Punchline

By November 3, 2020Opinion, Punchline

The day Karina died

By Ermin Garcia Jr.

 

ON November 1, 1963, our youngest sister, Karina died – she drowned at the then Blue Beach in Dagupan City. She was turning 12 on November 7.  Her death had a deep impact on my father. Allow me to honor their memory by reposting here an excerpt of a letter written by my father, Ermin Sr. to her on the occasion of her 12th birthday, six days after her death.

“Remember the day in September that your mother caught you at the telephone saying in verses you yourself spun that “THE BEST DAY TO DIE WOULD BE ON THE FIRST DAY OF NOVEMBER, BECAUSE IT IS FIRST FRIDAY AND ALSO ALL SAINTS’ DAY AND THE NEXT DAY IS THE FIRST SATURDAY?” And in my pocket all these days is a piece you dictated over the telephone a day before your departure, and which was written down by a bosom friend and classmate. And I quote what you had dictated:

“THE DAY WHEN I DIED”

IT WAS NOVEMBER FIRST WHEN I WAS SUFFERING WITH ACHES. TWELVE O’CLOCK STRUCK AND NO WORD CAME OUT FROM MY MOUTH. I FELL NTO THE HANDS OF MY MOTHER WHO WAS WATCHING ME FOR THE WHOLE NIGHT WITHOUT ANY SLEEP. SHE KNOWS I AM DEAD AND SHE CALLED FOR MY SISTERS AND BROTHER…

“MY SCHOOL WAS INNOCENT ABOUT MY DEATH UNTIL THE PHONE RANG AND ANNOUNCED MY DEATH. I KNOW IT WAS A BIG SHOCK FOR THEM.”

It was twelve o’clock of November first—the First Friday and All Saints’ Day—when I jumped out from my car in company with two doctors and two loyal co-workers in the office to rush to your succor at the beach. And you had just expired then. That this day I remain sane after those frenzied moments and hours of shocked lunacy, I attribute to your kind prayers for me.

And as you had predicted, your school (the Sisters) did not know of your death until their phone rang and your sisters and your brother tumbled through their tears the announcement of your death. And I am certain it was a shock to them. You see, it was a shock to me too.
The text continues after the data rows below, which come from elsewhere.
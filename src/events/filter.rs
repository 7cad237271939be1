//! Subscription filters.
//!
//! A filter is three optional criteria joined with AND. An unset criterion
//! matches every event. A scope criterion only matches events carrying that
//! exact scope, so a scoped filter never sees scopeless events.

use std::collections::HashSet;

use crate::events::types::{Event, EventType};
use crate::types::{BreakerError, BreakerResult};

#[derive(Debug, Clone, Default, PartialEq, Eq)]
pub struct EventFilter {
    pub event_types: Option<HashSet<EventType>>,
    pub connection: Option<String>,
    pub scope: Option<String>,
}

impl EventFilter {
    /// Filter matching every event.
    pub fn all() -> Self {
        Self::default()
    }

    pub fn event_types(mut self, types: impl IntoIterator<Item = EventType>) -> Self {
        self.event_types = Some(types.into_iter().collect());
        self
    }

    pub fn connection(mut self, identifier: impl Into<String>) -> Self {
        self.connection = Some(identifier.into());
        self
    }

    pub fn scope(mut self, scope: impl Into<String>) -> Self {
        self.scope = Some(scope.into());
        self
    }

    /// Reject filters that could never match anything.
    pub fn validate(&self) -> BreakerResult<()> {
        if self.event_types.as_ref().is_some_and(HashSet::is_empty) {
            return Err(BreakerError::InvalidFilter(
                "event_types must not be empty; leave it unset to match all".to_string(),
            ));
        }
        if self.connection.as_deref() == Some("") {
            return Err(BreakerError::InvalidFilter("connection must not be empty".to_string()));
        }
        if self.scope.as_deref() == Some("") {
            return Err(BreakerError::InvalidFilter("scope must not be empty".to_string()));
        }
        Ok(())
    }

    pub fn matches(&self, event: &Event) -> bool {
        criterion(self.event_types.as_ref(), |types| types.contains(&event.event_type))
            && criterion(self.connection.as_ref(), |id| *id == event.connection_id)
            && criterion(self.scope.as_ref(), |scope| {
                event.scope.as_ref() == Some(scope)
            })
    }
}

fn criterion<T>(expected: Option<&T>, predicate: impl FnOnce(&T) -> bool) -> bool {
    expected.map_or(true, predicate)
}
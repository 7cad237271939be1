//! Shared vocabulary: connection keys, circuit states and errors.

use std::collections::BTreeMap;
use std::fmt;

use serde::{Deserialize, Serialize};
use thiserror::Error;

/// Caller-supplied annotations attached to a connection.
pub type Metadata = BTreeMap<String, serde_json::Value>;

/// Composite key of a tracked connection.
///
/// A connection without a scope is keyed by its identifier alone, so
/// `("db", None)` and `("db", Some("eu"))` are two different connections.
#[derive(Debug, Clone, PartialEq, Eq, Hash, PartialOrd, Ord, Serialize, Deserialize)]
pub struct ConnectionKey {
    pub identifier: String,
    pub scope: Option<String>,
}

impl ConnectionKey {
    /// Key for an unscoped connection.
    pub fn new(identifier: impl Into<String>) -> Self {
        Self {
            identifier: identifier.into(),
            scope: None,
        }
    }

    /// Key for a connection inside `scope`.
    pub fn scoped(identifier: impl Into<String>, scope: impl Into<String>) -> Self {
        Self {
            identifier: identifier.into(),
            scope: Some(scope.into()),
        }
    }
}

impl fmt::Display for ConnectionKey {
    fn fmt(&self, f: &mut fmt::Formatter<'_>) -> fmt::Result {
        match &self.scope {
            Some(scope) => write!(f, "{}/{}", scope, self.identifier),
            None => write!(f, "{}", self.identifier),
        }
    }
}

impl From<&str> for ConnectionKey {
    fn from(identifier: &str) -> Self {
        Self::new(identifier)
    }
}

impl From<String> for ConnectionKey {
    fn from(identifier: String) -> Self {
        Self::new(identifier)
    }
}

impl From<(&str, &str)> for ConnectionKey {
    fn from((identifier, scope): (&str, &str)) -> Self {
        Self::scoped(identifier, scope)
    }
}

impl From<&ConnectionKey> for ConnectionKey {
    fn from(key: &ConnectionKey) -> Self {
        key.clone()
    }
}

/// State of a circuit.
#[derive(Debug, Clone, Copy, PartialEq, Eq, Hash, Serialize, Deserialize)]
#[serde(rename_all = "snake_case")]
pub enum CircuitState {
    /// Calls flow normally.
    Closed,
    /// Calls are blocked until the circuit expires.
    Open,
    /// A probe call is allowed to test recovery.
    HalfOpen,
}

impl CircuitState {
    pub fn as_str(&self) -> &'static str {
        match self {
            CircuitState::Closed => "closed",
            CircuitState::Open => "open",
            CircuitState::HalfOpen => "half_open",
        }
    }
}

impl fmt::Display for CircuitState {
    fn fmt(&self, f: &mut fmt::Formatter<'_>) -> fmt::Result {
        f.write_str(self.as_str())
    }
}

/// How the open duration is chosen when a circuit opens.
#[derive(Debug, Clone, Copy, PartialEq, Eq, Default, Serialize, Deserialize)]
#[serde(rename_all = "snake_case")]
pub enum ExpiryStrategy {
    /// Always use the stored expiry.
    #[default]
    Fixed,
    /// Grow the expiry geometrically with the failure count, up to a cap.
    Progressive,
}

/// Errors returned by the breaker API.
#[derive(Debug, Clone, PartialEq, Error)]
pub enum BreakerError {
    /// The operation referenced a connection that is not registered.
    #[error("connection {0} is not registered")]
    NotFound(ConnectionKey),

    /// A connection with the same identifier and scope already exists.
    #[error("connection {0} is already registered")]
    AlreadyRegistered(ConnectionKey),

    /// A subscription filter was rejected.
    #[error("invalid event filter: {0}")]
    InvalidFilter(String),

    /// Registration or configuration options were rejected.
    #[error("invalid options: {0}")]
    InvalidOptions(String),

    /// The connection manager task is no longer running.
    #[error("connection manager is not running")]
    ManagerStopped,
}

/// Result type for breaker operations.
pub type BreakerResult<T> = Result<T, BreakerError>;
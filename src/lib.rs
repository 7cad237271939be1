//! Connection health tracking and circuit breaking.
//!
//! Tracks named external dependencies (APIs, databases, services), stops an
//! application from calling one that is known to be failing, and probes for
//! recovery once its circuit expires. Every state change is published to
//! filtered subscribers.
//!
//! # Architecture Overview
//!
//! ```text
//!   caller ──register/success/failure/...──▶ ┌──────────────────────┐
//!          ◀──────── reply (oneshot) ─────── │  ConnectionManager   │◀── sweep timer
//!                                            │  (single owner task) │
//!                                            └──────────┬───────────┘
//!                                                       │ dispatch (non-blocking)
//!                                                       ▼
//!                                            ┌──────────────────────┐
//!                                            │   EventDispatcher    │
//!                                            │   (fan-out task)     │
//!                                            └──────────┬───────────┘
//!                                                       │ filter match
//!                                                       ▼
//!                                                 Subscriptions
//! ```
//!
//! # Example
//!
//! ```no_run
//! use connection_breaker::{ConnectionManager, ConnectionOptions, EventFilter, EventType, GlobalConfig};
//!
//! # async fn example() -> Result<(), connection_breaker::BreakerError> {
//! let manager = ConnectionManager::spawn(GlobalConfig::default());
//! let mut opened = manager.subscribe(EventFilter::all().event_types([EventType::CircuitOpened]))?;
//!
//! manager.register("payments-api", ConnectionOptions::new().max_attempts(3)).await?;
//!
//! if manager.is_available("payments-api").await {
//!     // make the call, then report the outcome
//!     manager.failure("payments-api", Some("connection refused".into())).await?;
//! }
//!
//! if let Some(event) = opened.recv().await {
//!     println!("{} opened", event.connection_id);
//! }
//! # Ok(())
//! # }
//! ```

pub mod clock;
pub mod config;
pub mod events;
pub mod lifecycle;
pub mod observability;
pub mod resilience;
pub mod types;

pub use config::GlobalConfig;
pub use events::{Event, EventData, EventDispatcher, EventFilter, EventType, Subscription, SubscriptionId};
pub use lifecycle::Shutdown;
pub use resilience::{ConfigureOptions, ConnectionManager, ConnectionOptions, ConnectionRecord, SweepReport};
pub use types::{BreakerError, BreakerResult, CircuitState, ConnectionKey, ExpiryStrategy, Metadata};
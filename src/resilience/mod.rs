//! Resilience subsystem.
//!
//! # Data Flow
//! ```text
//! Caller reports an outcome:
//!     → manager.rs (serialized owner task, one request at a time)
//!     → circuit_breaker.rs (count failures, apply transition rules)
//!     → backoff.rs (pick the open duration when a circuit opens)
//!     → events dispatcher (one notification per state-affecting operation)
//!
//! Sweep timer fires (every cleanup_interval_ms):
//!     → sweep.rs (evict inactive connections, half-open expired circuits)
//!     → events dispatcher
//! ```
//!
//! # Design Decisions
//! - One owner for all records: read-modify-write sequences are atomic
//! - Records are plain data; callers only ever see copies
//! - The sweep runs on the owner task, so it never races an operation or itself
//! - Backoff applies to when a circuit may next be probed, not to the call

pub mod backoff;
pub mod circuit_breaker;
pub mod manager;
pub mod sweep;
pub mod types;

pub use circuit_breaker::{ConnectionRecord, LAST_FAILURE_REASON};
pub use manager::ConnectionManager;
pub use sweep::SweepReport;
pub use types::{ConfigureOptions, ConnectionOptions};
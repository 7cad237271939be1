//! Open-duration calculation.
//!
//! Evaluated once, at the moment a circuit opens. Fixed connections keep
//! their stored expiry; progressive ones grow it geometrically with the
//! failure count up to `max_expiry_ms`.

use crate::resilience::circuit_breaker::ConnectionRecord;
use crate::types::ExpiryStrategy;

/// Expiry to use when `record` opens now.
pub fn expiry_for(record: &ConnectionRecord) -> u64 {
    match record.expiry_strategy {
        ExpiryStrategy::Fixed => record.expiry_ms,
        ExpiryStrategy::Progressive => progressive_expiry(
            record.initial_expiry_ms,
            record.backoff_factor,
            record.max_expiry_ms,
            record.failure_count,
        ),
    }
}

/// `min(max_ms, initial_ms * factor^failures)`, truncated to whole milliseconds.
pub fn progressive_expiry(initial_ms: u64, factor: f64, max_ms: u64, failures: u32) -> u64 {
    let exponent = i32::try_from(failures).unwrap_or(i32::MAX);
    let delay = initial_ms as f64 * factor.powi(exponent);

    if delay.is_nan() {
        return max_ms;
    }

    // `as` saturates, so an infinite delay lands on u64::MAX before capping.
    (delay as u64).min(max_ms)
}
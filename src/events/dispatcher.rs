//! Filtered fan-out of events to subscribers.
//!
//! `dispatch` only stamps the event and queues it; a background task drains
//! the queue in order and delivers to every live subscriber whose filter
//! matches. A single queue keeps events for one connection in the order
//! their operations completed.
//!
//! Each subscriber has a bounded buffer. Delivery never waits: a subscriber
//! whose buffer is full is dropped, so it sees the end of its stream instead
//! of a silent gap, and an idle subscriber cannot hold events without limit.

use std::fmt;
use std::sync::Arc;

use dashmap::DashMap;
use tokio::sync::mpsc::error::TrySendError;
use tokio::sync::{broadcast, mpsc};
use uuid::Uuid;

use crate::clock::Clock;
use crate::events::filter::EventFilter;
use crate::events::types::{Event, EventData, EventType};
use crate::lifecycle::wait_for_shutdown;
use crate::observability::metrics;
use crate::types::BreakerResult;

/// Events buffered per subscriber before it counts as too slow.
pub const DEFAULT_SUBSCRIBER_BUFFER: usize = 1024;

/// Handle identifying a subscription.
#[derive(Debug, Clone, Copy, PartialEq, Eq, Hash)]
pub struct SubscriptionId(Uuid);

impl fmt::Display for SubscriptionId {
    fn fmt(&self, f: &mut fmt::Formatter<'_>) -> fmt::Result {
        self.0.fmt(f)
    }
}

#[derive(Debug)]
struct Subscriber {
    filter: EventFilter,
    tx: mpsc::Sender<Event>,
}

/// Receiving end of a subscription.
///
/// Dropping it ends the subscription: the dispatcher notices the closed
/// channel and discards the entry on its next delivery pass.
#[derive(Debug)]
pub struct Subscription {
    id: SubscriptionId,
    events: mpsc::Receiver<Event>,
}

impl Subscription {
    pub fn id(&self) -> SubscriptionId {
        self.id
    }

    /// Wait for the next matching event. `None` once the dispatcher has
    /// stopped, the subscription was removed or it fell too far behind.
    pub async fn recv(&mut self) -> Option<Event> {
        self.events.recv().await
    }

    /// Next already-delivered event, if any.
    pub fn try_recv(&mut self) -> Option<Event> {
        self.events.try_recv().ok()
    }
}

/// Owner of the subscriber registry. Cheap to clone.
#[derive(Debug, Clone)]
pub struct EventDispatcher {
    subscribers: Arc<DashMap<SubscriptionId, Subscriber>>,
    queue: mpsc::UnboundedSender<Event>,
    clock: Clock,
    buffer: usize,
}

impl EventDispatcher {
    /// Start a dispatcher that runs until every handle is dropped.
    /// Must be called from within a Tokio runtime.
    pub fn spawn() -> Self {
        Self::spawn_inner(DEFAULT_SUBSCRIBER_BUFFER, None)
    }

    /// Start a dispatcher that also stops on the shutdown signal.
    pub fn spawn_with_shutdown(shutdown: broadcast::Receiver<()>) -> Self {
        Self::spawn_inner(DEFAULT_SUBSCRIBER_BUFFER, Some(shutdown))
    }

    /// Start a dispatcher with a custom per-subscriber buffer (at least 1).
    pub fn spawn_with_buffer(buffer: usize, shutdown: Option<broadcast::Receiver<()>>) -> Self {
        Self::spawn_inner(buffer.max(1), shutdown)
    }

    fn spawn_inner(buffer: usize, shutdown: Option<broadcast::Receiver<()>>) -> Self {
        let subscribers = Arc::new(DashMap::new());
        let (queue, rx) = mpsc::unbounded_channel();

        tokio::spawn(run(subscribers.clone(), rx, shutdown));

        Self {
            subscribers,
            queue,
            clock: Clock::new(),
            buffer,
        }
    }

    /// Clock used to stamp events.
    pub fn clock(&self) -> Clock {
        self.clock
    }

    /// Register an observer. Unset filter fields match everything.
    pub fn subscribe(&self, filter: EventFilter) -> BreakerResult<Subscription> {
        filter.validate()?;

        let id = SubscriptionId(Uuid::new_v4());
        let (tx, events) = mpsc::channel(self.buffer);

        tracing::debug!(subscription = %id, filter = ?filter, "Subscriber added");
        self.subscribers.insert(id, Subscriber { filter, tx });

        // The fan-out task clears the registry after closing its queue; an
        // entry added past that point would never be released.
        if self.queue.is_closed() {
            self.subscribers.remove(&id);
        }

        Ok(Subscription { id, events })
    }

    /// Remove a subscription. Unknown or already removed ids are ignored;
    /// returns whether anything was removed.
    pub fn unsubscribe(&self, id: SubscriptionId) -> bool {
        let removed = self.subscribers.remove(&id).is_some();
        if removed {
            tracing::debug!(subscription = %id, "Subscriber removed");
        }
        removed
    }

    /// Number of registered subscriptions, including stale ones not yet pruned.
    pub fn subscriber_count(&self) -> usize {
        self.subscribers.len()
    }

    /// Stamp and queue an event. Never blocks and never fails; events queued
    /// after the dispatcher stopped are dropped.
    pub fn dispatch(
        &self,
        event_type: EventType,
        connection_id: impl Into<String>,
        scope: Option<String>,
        data: EventData,
    ) {
        let event = Event {
            event_type,
            timestamp: self.clock.now_ms(),
            connection_id: connection_id.into(),
            scope,
            data,
        };

        if self.queue.send(event).is_err() {
            tracing::debug!(event = %event_type, "Dispatcher stopped, event dropped");
        }
    }
}

async fn run(
    subscribers: Arc<DashMap<SubscriptionId, Subscriber>>,
    mut queue: mpsc::UnboundedReceiver<Event>,
    mut shutdown: Option<broadcast::Receiver<()>>,
) {
    loop {
        tokio::select! {
            event = queue.recv() => match event {
                Some(event) => deliver(&subscribers, &event),
                None => break,
            },
            _ = wait_for_shutdown(&mut shutdown) => {
                tracing::debug!("Event dispatcher received shutdown signal, exiting loop");
                break;
            }
        }
    }

    // Dropping every sender ends all subscriptions.
    drop(queue);
    subscribers.clear();
}

fn deliver(subscribers: &DashMap<SubscriptionId, Subscriber>, event: &Event) {
    let mut closed = Vec::new();
    let mut lagging = Vec::new();
    let mut delivered = 0usize;

    for entry in subscribers.iter() {
        let subscriber = entry.value();
        if subscriber.tx.is_closed() {
            closed.push(*entry.key());
            continue;
        }
        if !subscriber.filter.matches(event) {
            continue;
        }
        match subscriber.tx.try_send(event.clone()) {
            Ok(()) => delivered += 1,
            Err(TrySendError::Full(_)) => lagging.push(*entry.key()),
            Err(TrySendError::Closed(_)) => closed.push(*entry.key()),
        }
    }

    // Removal has to wait until the iterator's shard locks are released.
    for id in &closed {
        subscribers.remove(id);
        tracing::debug!(subscription = %id, "Dropped subscriber whose receiver is gone");
    }
    for id in &lagging {
        subscribers.remove(id);
        tracing::warn!(
            subscription = %id,
            event = %event.event_type,
            "Subscriber buffer full, dropping subscriber"
        );
    }

    metrics::record_event_dispatched(event.event_type.as_str());
    metrics::record_subscribers_pruned(closed.len() + lagging.len());

    tracing::trace!(
        event = %event.event_type,
        connection = %event.connection_id,
        delivered,
        "Event delivered"
    );
}
//! The service dispatcher: entered in executive domain with an already-
//! unsealed args block, it dispatches by tag to the registered executive
//! handler and invokes the executive -> restricted return trampoline
//! (§4.7).

use tracing::error;

use crate::call::ServiceCall;
use crate::capability::{Capability, Permissions};

/// The wire-level discriminant a sealed service call arrives tagged with.
/// Modeled separately from [`ServiceCall`] because, unlike that
/// already-validated enum, this value crosses the domain boundary as a raw
/// integer and may not name a registered service (§7 "dispatch failure").
#[derive(Debug, Clone, Copy, PartialEq, Eq)]
#[repr(u32)]
pub enum ServiceCallKind {
    CheriMalloc = 0,
    CheriFree = 1,
}

impl TryFrom<u32> for ServiceCallKind {
    type Error = ();

    fn try_from(v: u32) -> std::result::Result<Self, ()> {
        match v {
            0 => Ok(Self::CheriMalloc),
            1 => Ok(Self::CheriFree),
            _ => Err(()),
        }
    }
}

/// `cheri_malloc`: allocates `size` bytes via the C allocator (`calloc`
/// zero-fills them in the same step), and clears the `EXECUTIVE` permission
/// from the returned capability before handing it back to restricted code
/// (`example_capmgr_service_api.cpp`).
fn cheri_malloc(heap_master: &Capability, size: usize) -> Capability {
    let ptr = unsafe { libc::calloc(1, size.max(1)) };
    if ptr.is_null() {
        return Capability::invalid();
    }
    heap_master
        .set_bounds(ptr as usize, size)
        .and_permissions(Permissions::all() & !Permissions::EXECUTIVE)
}

/// `cheri_free`: deallocates the block described by `cap`, which must be
/// one this dispatcher previously handed out via `cheri_malloc`. Uses the C
/// allocator's `free`, which (unlike Rust's global allocator) needs no
/// matching size on the free path.
///
/// # Safety
/// `cap`'s address must describe a live allocation made by `cheri_malloc`,
/// not already freed.
unsafe fn cheri_free(cap: &Capability) {
    if !cap.is_valid() {
        return;
    }
    libc::free(cap.address() as *mut libc::c_void);
}

/// Dispatches one already-unsealed service call. Returns `None` for an
/// unrecognized kind, logging the failure (§4.7, §7) — non-fatal, since the
/// caller (restricted code) controls the discriminant and can only hurt
/// itself by sending garbage.
///
/// # Safety
/// For `CheriFree`, the pointer embedded in `call` must describe a live
/// allocation previously returned by this dispatcher's `CheriMalloc`.
pub unsafe fn dispatch(
    kind: u32,
    call: ServiceCall,
    heap_master: &Capability,
) -> Option<Capability> {
    let Ok(kind) = ServiceCallKind::try_from(kind) else {
        error!(kind, "unknown service call kind");
        return None;
    };

    match (kind, call) {
        (ServiceCallKind::CheriMalloc, ServiceCall::CheriMalloc { size_bytes }) => {
            Some(cheri_malloc(heap_master, size_bytes))
        }
        (ServiceCallKind::CheriFree, ServiceCall::CheriFree { ptr }) => {
            let cap = heap_master.set_address(ptr);
            cheri_free(&cap);
            Some(Capability::invalid())
        }
        _ => {
            error!("service call kind/payload mismatch");
            None
        }
    }
}

#[cfg(test)]
mod test {
    use super::*;

    #[test]
    fn malloc_zero_fills_and_clears_executive() {
        let heap_master = Capability::root(0, usize::MAX / 2, Permissions::all());
        let cap = cheri_malloc(&heap_master, 64);
        assert!(cap.is_valid());
        assert!(!cap.permissions().contains(Permissions::EXECUTIVE));
        let bytes = unsafe { std::slice::from_raw_parts(cap.address() as *const u8, 64) };
        assert!(bytes.iter().all(|&b| b == 0));
        unsafe { cheri_free(&cap) };
    }

    #[test]
    fn unknown_kind_returns_none() {
        let heap_master = Capability::root(0, usize::MAX / 2, Permissions::all());
        let result = unsafe {
            dispatch(99, ServiceCall::CheriFree { ptr: 0 }, &heap_master)
        };
        assert!(result.is_none());
    }
}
This evening on the arrival of your loving brother from Baguio, he handed to me a letter from his Father class adviser at the St. Louis University.

The coincidence of similarity between his letter and the piece you dictated over the phone on the eve of your departure is poignantly but significantly striking. The letter said, “…She went on All Saints’ Day—heaven was open and she took the best occasion to enter. Please look with faith upon your grief because from heaven she will be able to send more graces than ever….”

Although for reasons of your own you kept it back from me, you repeatedly had expressed your dream to be a writer. Now that joyous wish will always remain a dream, for me as well as for you. And this adds to my anguish because I know you would have done great credit to a discredit profession. I felt it in the icy printer’s ink that passes for blood in my hardened veins that with your spunk and intellectual endowments, you would be a great newspaperwoman.

Yes, all that is gone. But, if it is a consolation to you as it is to me, you have become something more important. You are and will always be the Muse of him whom you singled out in your scrapbook as “my favorite and greatest columnist.” I will never measure up to even near-greatness only, but I want you to know that I shall always try to be worthy of you as a writer, my beloved Muse.

The day before you left, you, a freshman, triumphed over others more advanced than you in years by winning the first place in the declamation contest in the entire high school department of the Blessed Imelda’s Academy. While it pains me now to realize that I was not able to do anything to help you in your preparations, the fact somehow fills me with pride for then the honor and the glory was all yours and yours alone.

“CURFEW MUST NOT RING TONIGHT”— that was your prize-winning piece. They say—since I was not there just as I was not there either at the beach in your hour of your greatest need,—that you were terrific, you were calm and gaily nonchalant. It was a memorable farewell performance, because curfew rang for me the next day. Dusk has fallen over my life, and there’s no telling when it will lift again. And if and when it does, it will only be because I will have seen through the haze a glimmer, however faint, of the perpetual light that I pray to God must shine on you.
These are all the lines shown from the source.